= Chiaravalle (family) =

The Chiaravalle were an Italian noble family prominent in Umbria during the Middle Ages and Renaissance. Originating in the region around Todi, they became lords of the castles of Canale and Lacuscello.

Known as fierce Ghibelline partisans, the family engaged in prolonged feuds with the rival Atti of Todi, the city of Amelia, and the Papal States. Their history is marked by acts of violence, raids, assassinations, and repeated exiles, interspersed with periods of dominance through military prowess and strategic alliances.

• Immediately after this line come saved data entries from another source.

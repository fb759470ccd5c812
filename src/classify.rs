//! Period classification and chronological ordering.
//!
//! Every row is either a period total (its label mentions "total") or a
//! sub-period such as a week. Sub-periods with a recognizable ordinal get
//! ranks 1-4, unknown sub-periods rank 5, and totals rank 6, so sorting by
//! `(year, month, rank)` always lists week 1..4, then unrecognized rows, then
//! the month total.

use std::{cmp::Ordering, fmt, sync::OnceLock};

use regex::Regex;
use serde::Serialize;

pub const UNRECOGNIZED_RANK: u8 = 5;
pub const TOTAL_RANK: u8 = 6;

#[derive(Debug, Clone, Copy, PartialEq, Eq, Hash, Serialize)]
#[serde(rename_all = "snake_case")]
pub enum PeriodKind {
    SubPeriod,
    Total,
}

impl fmt::Display for PeriodKind {
    fn fmt(&self, f: &mut fmt::Formatter<'_>) -> fmt::Result {
        match self {
            PeriodKind::SubPeriod => f.write_str("sub_period"),
            PeriodKind::Total => f.write_str("total"),
        }
    }
}

#[derive(Debug, Clone, Copy, PartialEq, Eq, Hash, Serialize)]
pub struct PeriodClass {
    pub kind: PeriodKind,
    pub rank: u8,
}

impl PeriodClass {
    pub fn is_total(&self) -> bool {
        self.kind == PeriodKind::Total
    }

    pub fn is_subperiod(&self) -> bool {
        self.kind == PeriodKind::SubPeriod
    }
}

struct OrdinalCue {
    pattern: Regex,
    rank: u8,
}

fn ordinal_cues() -> &'static [OrdinalCue] {
    static CUES: OnceLock<Vec<OrdinalCue>> = OnceLock::new();
    CUES.get_or_init(|| {
        const WORDS: [(&str, u8); 4] = [
            (r"1st|1era|1ra|1ero|primera", 1),
            (r"2nd|2da|2do|segunda", 2),
            (r"3rd|3era|3ra|3ero|tercera", 3),
            (r"4th|4ta|4to|cuarta", 4),
        ];
        WORDS
            .iter()
            .map(|(words, rank)| {
                let source = format!(
                    r"(?:\b(?:{words})\b.*\b(?:week|semana)\b)|(?:\b(?:week|semana)\s*#?\s*{rank}\b)"
                );
                OrdinalCue {
                    pattern: Regex::new(&source).expect("ordinal cue pattern is valid"),
                    rank: *rank,
                }
            })
            .collect()
    })
}

/// Classifies a raw period label. Matching is case-insensitive; the label
/// itself is left untouched.
pub fn classify_label(label: &str) -> PeriodClass {
    let lowered = label.trim().to_lowercase();
    if lowered.contains("total") {
        return PeriodClass {
            kind: PeriodKind::Total,
            rank: TOTAL_RANK,
        };
    }
    let rank = ordinal_cues()
        .iter()
        .find(|cue| cue.pattern.is_match(&lowered))
        .map_or(UNRECOGNIZED_RANK, |cue| cue.rank);
    PeriodClass {
        kind: PeriodKind::SubPeriod,
        rank,
    }
}

pub fn is_total(label: &str) -> bool {
    classify_label(label).is_total()
}

pub fn is_subperiod(label: &str) -> bool {
    classify_label(label).is_subperiod()
}

/// Anything that sits on the chronological axis.
pub trait Chronological {
    fn year(&self) -> i32;
    fn month(&self) -> i32;
    fn period_rank(&self) -> u8;

    fn chronological_cmp(&self, other: &Self) -> Ordering {
        (self.year(), self.month(), self.period_rank()).cmp(&(
            other.year(),
            other.month(),
            other.period_rank(),
        ))
    }
}

/// Stable sort by `(year, month, period_rank)`; ties keep input order.
pub fn sort_chronologically<T: Chronological>(items: &mut [T]) {
    items.sort_by(|a, b| a.chronological_cmp(b));
}
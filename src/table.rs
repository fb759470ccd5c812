//! Plain-text tables for terminal output.
//!
//! Numeric cells are right-aligned so series values line up on the decimal
//! point; everything else is left-aligned.

use std::borrow::Cow;
use std::fmt::Write as _;

#[derive(Debug, Clone, Copy, PartialEq, Eq)]
enum Align {
    Left,
    Right,
}

pub fn render_table(headers: &[String], rows: &[Vec<String>]) -> String {
    let column_count = headers.len();
    let mut widths = headers.iter().map(|h| display_width(h)).collect::<Vec<_>>();
    let mut aligns = vec![Align::Right; column_count];
    let mut populated = vec![false; column_count];

    for row in rows {
        for (idx, cell) in row.iter().enumerate().take(column_count) {
            widths[idx] = widths[idx].max(display_width(cell));
            if cell.trim().is_empty() {
                continue;
            }
            populated[idx] = true;
            if !is_numeric(cell) {
                aligns[idx] = Align::Left;
            }
        }
    }
    for (align, populated) in aligns.iter_mut().zip(&populated) {
        if !populated {
            *align = Align::Left;
        }
    }
    for width in &mut widths {
        *width = (*width).max(1);
    }

    let mut output = String::new();
    let _ = writeln!(output, "{}", format_row(headers, &widths, &aligns));

    let separator = widths.iter().map(|w| "-".repeat(*w)).collect::<Vec<_>>();
    let _ = writeln!(
        output,
        "{}",
        format_row(&separator, &widths, &vec![Align::Left; column_count])
    );

    for row in rows {
        let _ = writeln!(output, "{}", format_row(row, &widths, &aligns));
    }
    output
}

pub fn print_table(headers: &[String], rows: &[Vec<String>]) {
    print!("{}", render_table(headers, rows));
}

fn is_numeric(value: &str) -> bool {
    value.trim().parse::<f64>().is_ok()
}

fn format_row(values: &[String], widths: &[usize], aligns: &[Align]) -> String {
    let mut cells = Vec::with_capacity(values.len());
    for (idx, value) in values.iter().enumerate().take(widths.len()) {
        let sanitized = sanitize_cell(value);
        let padding = widths[idx].saturating_sub(display_width(sanitized.as_ref()));
        let cell = match aligns.get(idx) {
            Some(Align::Right) => format!("{}{sanitized}", " ".repeat(padding)),
            _ => format!("{sanitized}{}", " ".repeat(padding)),
        };
        cells.push(cell);
    }
    let mut line = cells.join("  ");
    while line.ends_with(' ') {
        line.pop();
    }
    line
}

fn display_width(value: &str) -> usize {
    value.chars().count()
}

fn sanitize_cell(value: &str) -> Cow<'_, str> {
    if value.contains(['\n', '\r', '\t']) {
        Cow::Owned(value.replace(['\n', '\r', '\t'], " "))
    } else {
        Cow::Borrowed(value)
    }
}

#[cfg(test)]
mod tests {
    use super::*;

    fn strings(values: &[&str]) -> Vec<String> {
        values.iter().map(|v| v.to_string()).collect()
    }

    #[test]
    fn numbers_align_right_and_text_left() {
        let headers = strings(&["period", "value"]);
        let rows = vec![strings(&["1era semana", "0.35"]), strings(&["mes total", "10.5"])];
        let rendered = render_table(&headers, &rows);
        let lines: Vec<&str> = rendered.lines().collect();
        assert_eq!(lines[0], "period       value");
        assert_eq!(lines[1], "-----------  -----");
        assert_eq!(lines[2], "1era semana   0.35");
        assert_eq!(lines[3], "mes total     10.5");
    }

    #[test]
    fn control_characters_are_flattened() {
        let rendered = render_table(&strings(&["label"]), &[strings(&["a\nb"])]);
        assert!(rendered.ends_with("a b\n"));
    }
}
//! Frame contract shared by every node of the delivery graph
//!
//! This module provides:
//! - Media kinds and per-kind storage
//! - Codecs and frames
//! - Per-kind metadata negotiated by the transport
//! - Upstream feedback messages

pub mod feedback;
pub mod frame;
pub mod kind;
pub mod metadata;

pub use feedback::{FeedbackKind, FeedbackMsg};
pub use frame::{AudioFrameInfo, Codec, Frame, FrameInfo, PacketType, VideoFrameInfo};
pub use kind::{MediaKind, PerKind};
pub use metadata::{DataMetadata, Metadata, TrackMetadata};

By the late 15th century, their power waned following decisive papal and communal interventions. Later branches integrated peacefully into the aristocracy of Amelia and Terni, producing notable military leaders and religious figures.

== Origins ==
The precise origins of the Chiaravalle remain obscure. 17th-century chroniclers attempted to trace them to ancient or foreign roots, but contemporary documents provide no confirmation. The family first appears in records in the 13th century as a potent force holding fortified castles on the unstable borders between Amelia and Todi.

By 1208, members such as Offreduccio di Canale, Federico di Lacuscello, and Messer Chiaravalle are documented as consuls of Todi and witnesses to acts of submission by Amelia. At this stage they were not yet fully in possession of Canale, which passed to them later through cessions by the Annibaldi of Rome in the mid-14th century.

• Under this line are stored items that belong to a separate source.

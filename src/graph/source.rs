//! Frame sources and fan-out
//!
//! A source keeps, per media kind, the destinations bound to it and fans each
//! frame out to all of them synchronously on the caller's task.
//!
//! # Locking
//!
//! Mutations take the source's write lock, deliveries take its read lock, so
//! delivery and destination-list mutation never interleave while concurrent
//! deliveries do. While holding its lock a source only ever calls *downstream*
//! (into destinations); destinations never call back into a source with their
//! own lock held. This keeps the lock graph acyclic.
//!
//! Destinations may call back into the source from inside `on_frame` (feedback,
//! codec queries) while the delivering thread still holds the read lock.
//! Everything reachable from such a callback is either lock-free or takes the
//! lock with `read_recursive`, which never queues behind a waiting writer.

use std::collections::BTreeMap;
use std::fmt;
use std::panic::{self, AssertUnwindSafe};
use std::sync::atomic::{AtomicU64, Ordering};
use std::sync::{Arc, Weak};

use parking_lot::{RwLock, RwLockWriteGuard};
use tokio_util::sync::CancellationToken;

use crate::error::{Error, Result};
use crate::graph::destination::FrameDestination;
use crate::graph::id::{DestinationId, SourceId};
use crate::media::{Codec, FeedbackKind, FeedbackMsg, Frame, MediaKind, Metadata, PerKind};
use crate::stats::{DestinationStats, SourceStats};

/// A producer of frames
pub trait FrameSource: Send + Sync + 'static {
    /// Shared source state
    fn source_core(&self) -> &SourceCore;

    fn id(&self) -> SourceId {
        self.source_core().id()
    }

    /// Current metadata of all kinds
    fn metadata(&self) -> Metadata {
        self.source_core().metadata()
    }

    fn source_codec(&self, kind: MediaKind) -> Option<Codec> {
        self.source_core().codec(kind)
    }

    fn source_audio_codec(&self) -> Option<Codec> {
        self.source_codec(MediaKind::Audio)
    }

    fn source_video_codec(&self) -> Option<Codec> {
        self.source_codec(MediaKind::Video)
    }

    fn add_destination(&self, kind: MediaKind, dest: Arc<dyn FrameDestination>) -> Result<()> {
        self.source_core().add_destination(kind, dest)
    }

    fn add_audio_destination(&self, dest: Arc<dyn FrameDestination>) -> Result<()> {
        self.add_destination(MediaKind::Audio, dest)
    }

    fn add_video_destination(&self, dest: Arc<dyn FrameDestination>) -> Result<()> {
        self.add_destination(MediaKind::Video, dest)
    }

    fn add_data_destination(&self, dest: Arc<dyn FrameDestination>) -> Result<()> {
        self.add_destination(MediaKind::Data, dest)
    }

    fn remove_destination(&self, kind: MediaKind, dest: DestinationId) -> Result<()> {
        self.source_core().remove_destination(kind, dest)
    }

    fn remove_audio_destination(&self, dest: DestinationId) -> Result<()> {
        self.remove_destination(MediaKind::Audio, dest)
    }

    fn remove_video_destination(&self, dest: DestinationId) -> Result<()> {
        self.remove_destination(MediaKind::Video, dest)
    }

    fn remove_data_destination(&self, dest: DestinationId) -> Result<()> {
        self.remove_destination(MediaKind::Data, dest)
    }

    /// Fan a frame out to every destination of its kind
    ///
    /// Returns the number of destinations that accepted the frame.
    fn deliver_frame(&self, frame: &Frame) -> Result<usize> {
        self.source_core().deliver_frame(frame)
    }

    /// Update this source's metadata and push it to bound destinations
    fn deliver_metadata(&self, metadata: &Metadata) -> Result<()> {
        self.source_core().deliver_metadata(metadata)
    }

    /// Feedback that bubbled up from a destination
    ///
    /// The default only records it; live sources override this to react.
    fn on_feedback(&self, feedback: &FeedbackMsg) -> Result<()> {
        self.source_core().record_feedback(feedback)
    }

    /// Tear the source down
    fn close(&self) {
        self.source_core().close();
    }
}

type DestinationMap = BTreeMap<DestinationId, Arc<dyn FrameDestination>>;

struct SourceState {
    metadata: Metadata,
    destinations: PerKind<DestinationMap>,
    /// Kept until a destination has no binding left in any kind
    bindings: BTreeMap<DestinationId, DestinationStats>,
    closed: bool,
}

#[derive(Default)]
struct Counters {
    frames: PerKind<AtomicU64>,
    bytes: PerKind<AtomicU64>,
    delivery_errors: AtomicU64,
    key_frame_requests: AtomicU64,
    loss_reports: AtomicU64,
}

/// Shared state and behavior of every source
pub struct SourceCore {
    id: SourceId,
    me: Weak<dyn FrameSource>,
    state: Arc<RwLock<SourceState>>,
    counters: Counters,
    started: SourceStats,
    token: CancellationToken,
    drained: CancellationToken,
}

impl SourceCore {
    /// Create a source core and spawn its teardown watcher
    ///
    /// `me` is a weak handle to the source that owns this core (see
    /// [`Arc::new_cyclic`]); destinations are given it when they bind.
    /// Must be called from within a Tokio runtime.
    pub fn new(
        me: Weak<dyn FrameSource>,
        id: SourceId,
        metadata: Metadata,
        parent: &CancellationToken,
    ) -> Self {
        let state = Arc::new(RwLock::new(SourceState {
            metadata,
            destinations: PerKind::default(),
            bindings: BTreeMap::new(),
            closed: false,
        }));
        let token = parent.child_token();
        let drained = CancellationToken::new();

        tokio::spawn(watch(id, state.clone(), token.clone(), drained.clone()));

        Self {
            id,
            me,
            state,
            counters: Counters::default(),
            started: SourceStats::new(id),
            token,
            drained,
        }
    }

    pub fn id(&self) -> SourceId {
        self.id
    }

    pub fn metadata(&self) -> Metadata {
        let state = self.state.read_recursive();
        if state.closed {
            return Metadata::default();
        }
        state.metadata.clone()
    }

    pub fn codec(&self, kind: MediaKind) -> Option<Codec> {
        let state = self.state.read_recursive();
        if state.closed {
            return None;
        }
        state.metadata.codec(kind)
    }

    /// Lock-free: `closed` is only ever set after the token is cancelled
    pub fn is_closed(&self) -> bool {
        self.token.is_cancelled()
    }

    /// Number of destinations bound for a kind
    pub fn destination_count(&self, kind: MediaKind) -> usize {
        self.state.read_recursive().destinations.get(kind).len()
    }

    /// Ids of destinations bound for a kind, in delivery order
    pub fn destinations(&self, kind: MediaKind) -> Vec<DestinationId> {
        self.state
            .read_recursive()
            .destinations
            .get(kind)
            .keys()
            .copied()
            .collect()
    }

    pub fn has_destination(&self, kind: MediaKind, dest: DestinationId) -> bool {
        self.state
            .read_recursive()
            .destinations
            .get(kind)
            .contains_key(&dest)
    }

    pub fn add_destination(&self, kind: MediaKind, dest: Arc<dyn FrameDestination>) -> Result<()> {
        let mut state = self.state.write();
        if state.closed || self.token.is_cancelled() {
            return Err(Error::Closed);
        }

        let expected = dest.expected_codec(kind);
        let found = state.metadata.codec(kind);
        if found.is_none() || expected != found {
            return Err(Error::CodecMismatch {
                kind,
                expected,
                found,
            });
        }

        let dest_id = dest.id();
        if state.destinations.get(kind).contains_key(&dest_id) {
            return Err(Error::AlreadyBound {
                destination: dest_id,
                kind,
            });
        }

        let me = self.me.upgrade().ok_or(Error::Closed)?;
        dest.set_source(kind, &me)?;

        state.destinations.get_mut(kind).insert(dest_id, dest);
        state.bindings.entry(dest_id).or_default().set(kind, true);

        tracing::debug!(
            source = %self.id,
            destination = %dest_id,
            %kind,
            destinations = state.destinations.get(kind).len(),
            "Destination added"
        );
        Ok(())
    }

    /// Remove a destination from a kind; removing an unknown destination is a no-op
    pub fn remove_destination(&self, kind: MediaKind, dest_id: DestinationId) -> Result<()> {
        let mut state = self.state.write();
        if state.closed {
            return Err(Error::Closed);
        }

        let Some(dest) = state.destinations.get_mut(kind).remove(&dest_id) else {
            return Ok(());
        };
        dest.unset_source(kind, self.id);

        if let Some(record) = state.bindings.get_mut(&dest_id) {
            record.set(kind, false);
            if record.is_empty() {
                state.bindings.remove(&dest_id);
            }
        }

        tracing::debug!(source = %self.id, destination = %dest_id, %kind, "Destination removed");
        Ok(())
    }

    pub fn deliver_frame(&self, frame: &Frame) -> Result<usize> {
        let state = self.state.read();
        if state.closed || self.token.is_cancelled() {
            return Err(Error::Closed);
        }

        let kind = frame.kind();
        let declared = state.metadata.codec(kind);
        if declared != Some(frame.codec) {
            tracing::warn!(source = %self.id, %kind, codec = %frame.codec, "Frame codec does not match source");
            return Err(Error::CodecMismatch {
                kind,
                expected: declared,
                found: Some(frame.codec),
            });
        }

        self.counters.frames.get(kind).fetch_add(1, Ordering::Relaxed);
        self.counters
            .bytes
            .get(kind)
            .fetch_add(frame.payload.len() as u64, Ordering::Relaxed);

        let mut delivered = 0;
        for (dest_id, dest) in state.destinations.get(kind) {
            if dest.destination_core().is_closed() {
                continue;
            }
            match dest.on_frame(frame) {
                Ok(()) => delivered += 1,
                Err(e) => {
                    self.counters.delivery_errors.fetch_add(1, Ordering::Relaxed);
                    tracing::warn!(source = %self.id, destination = %dest_id, %kind, error = %e, "Frame delivery failed");
                }
            }
        }

        tracing::trace!(source = %self.id, %kind, timestamp = frame.timestamp, delivered, "Frame delivered");
        Ok(delivered)
    }

    pub fn deliver_metadata(&self, metadata: &Metadata) -> Result<()> {
        let mut state = self.state.write();
        if state.closed || self.token.is_cancelled() {
            return Err(Error::Closed);
        }

        // Bound destinations were admitted against the current codec.
        for kind in MediaKind::ALL {
            let current = state.metadata.codec(kind);
            let next = metadata.codec(kind);
            if current != next && !state.destinations.get(kind).is_empty() {
                return Err(Error::CodecMismatch {
                    kind,
                    expected: current,
                    found: next,
                });
            }
        }
        state.metadata = metadata.clone();

        let state = RwLockWriteGuard::downgrade(state);
        if let Some(audio) = &metadata.audio {
            for dest in state.destinations.audio.values() {
                dest.on_audio_metadata(audio);
            }
        }
        if let Some(video) = &metadata.video {
            for dest in state.destinations.video.values() {
                dest.on_video_metadata(video);
            }
        }
        if let Some(data) = &metadata.data {
            for dest in state.destinations.data.values() {
                dest.on_data_metadata(data);
            }
        }

        tracing::debug!(source = %self.id, "Metadata delivered");
        Ok(())
    }

    pub fn record_feedback(&self, feedback: &FeedbackMsg) -> Result<()> {
        if self.is_closed() {
            return Err(Error::Closed);
        }

        match feedback.feedback {
            FeedbackKind::KeyFrameRequest => {
                self.counters.key_frame_requests.fetch_add(1, Ordering::Relaxed);
            }
            FeedbackKind::LossReport { .. } => {
                self.counters.loss_reports.fetch_add(1, Ordering::Relaxed);
            }
        }
        tracing::trace!(source = %self.id, kind = %feedback.kind, feedback = ?feedback.feedback, "Feedback received");
        Ok(())
    }

    /// Snapshot of destination bindings and counters
    pub fn stats(&self) -> SourceStats {
        let state = self.state.read_recursive();
        let mut stats = self.started.clone();

        for kind in MediaKind::ALL {
            *stats.destinations.get_mut(kind) = state.destinations.get(kind).len();
            *stats.frames.get_mut(kind) = self.counters.frames.get(kind).load(Ordering::Relaxed);
            *stats.bytes.get_mut(kind) = self.counters.bytes.get(kind).load(Ordering::Relaxed);
        }
        stats.bindings = state.bindings.clone();
        stats.delivery_errors = self.counters.delivery_errors.load(Ordering::Relaxed);
        stats.key_frame_requests = self.counters.key_frame_requests.load(Ordering::Relaxed);
        stats.loss_reports = self.counters.loss_reports.load(Ordering::Relaxed);
        stats.closed = state.closed;
        stats
    }

    /// Cancel the source; the watcher performs the teardown
    pub fn close(&self) {
        self.token.cancel();
    }

    pub fn cancellation_token(&self) -> &CancellationToken {
        &self.token
    }

    /// Token cancelled once the teardown has completed
    pub(crate) fn drained_token(&self) -> CancellationToken {
        self.drained.clone()
    }

    /// Wait until the watcher has finished the teardown
    pub async fn closed(&self) {
        self.drained.cancelled().await;
    }
}

impl Drop for SourceCore {
    fn drop(&mut self) {
        self.token.cancel();
    }
}

impl fmt::Debug for SourceCore {
    fn fmt(&self, f: &mut fmt::Formatter<'_>) -> fmt::Result {
        let state = self.state.read_recursive();
        f.debug_struct("SourceCore")
            .field("id", &self.id)
            .field("metadata", &state.metadata)
            .field("bindings", &state.bindings)
            .field("closed", &state.closed)
            .finish()
    }
}

async fn watch(
    id: SourceId,
    state: Arc<RwLock<SourceState>>,
    token: CancellationToken,
    drained: CancellationToken,
) {
    token.cancelled().await;

    {
        let mut state = state.write();
        state.closed = true;

        for kind in MediaKind::ALL {
            let destinations = std::mem::take(state.destinations.get_mut(kind));
            for (dest_id, dest) in destinations {
                if panic::catch_unwind(AssertUnwindSafe(|| dest.unset_source(kind, id))).is_err() {
                    tracing::error!(source = %id, destination = %dest_id, %kind, "Panic while unbinding destination");
                }
            }
        }
        state.bindings.clear();
    }

    drained.cancel();
    tracing::debug!(source = %id, "Source closed");
}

== Rise amid Guelph–Ghibelline conflicts ==
The Chiaravalle aligned decisively with the Ghibelline faction, opposing Papal authority and the Guelf party led by the Atti. During the turbulent reign of Frederick II, they exploited regional instability to expand influence through piracy, sackings, and seizures of territory. In 1250 they began open conflict with the Atti. By 1257, street fighting and castle raids in Todi and surrounding areas escalated, and Pope Alexander IV threatened excommunication and intervention.

After defeats, the family withdrew to their strongholds but regrouped to Acquasparta. In 1267 they were readmitted to Todi through Ghibelline podestà Savelli.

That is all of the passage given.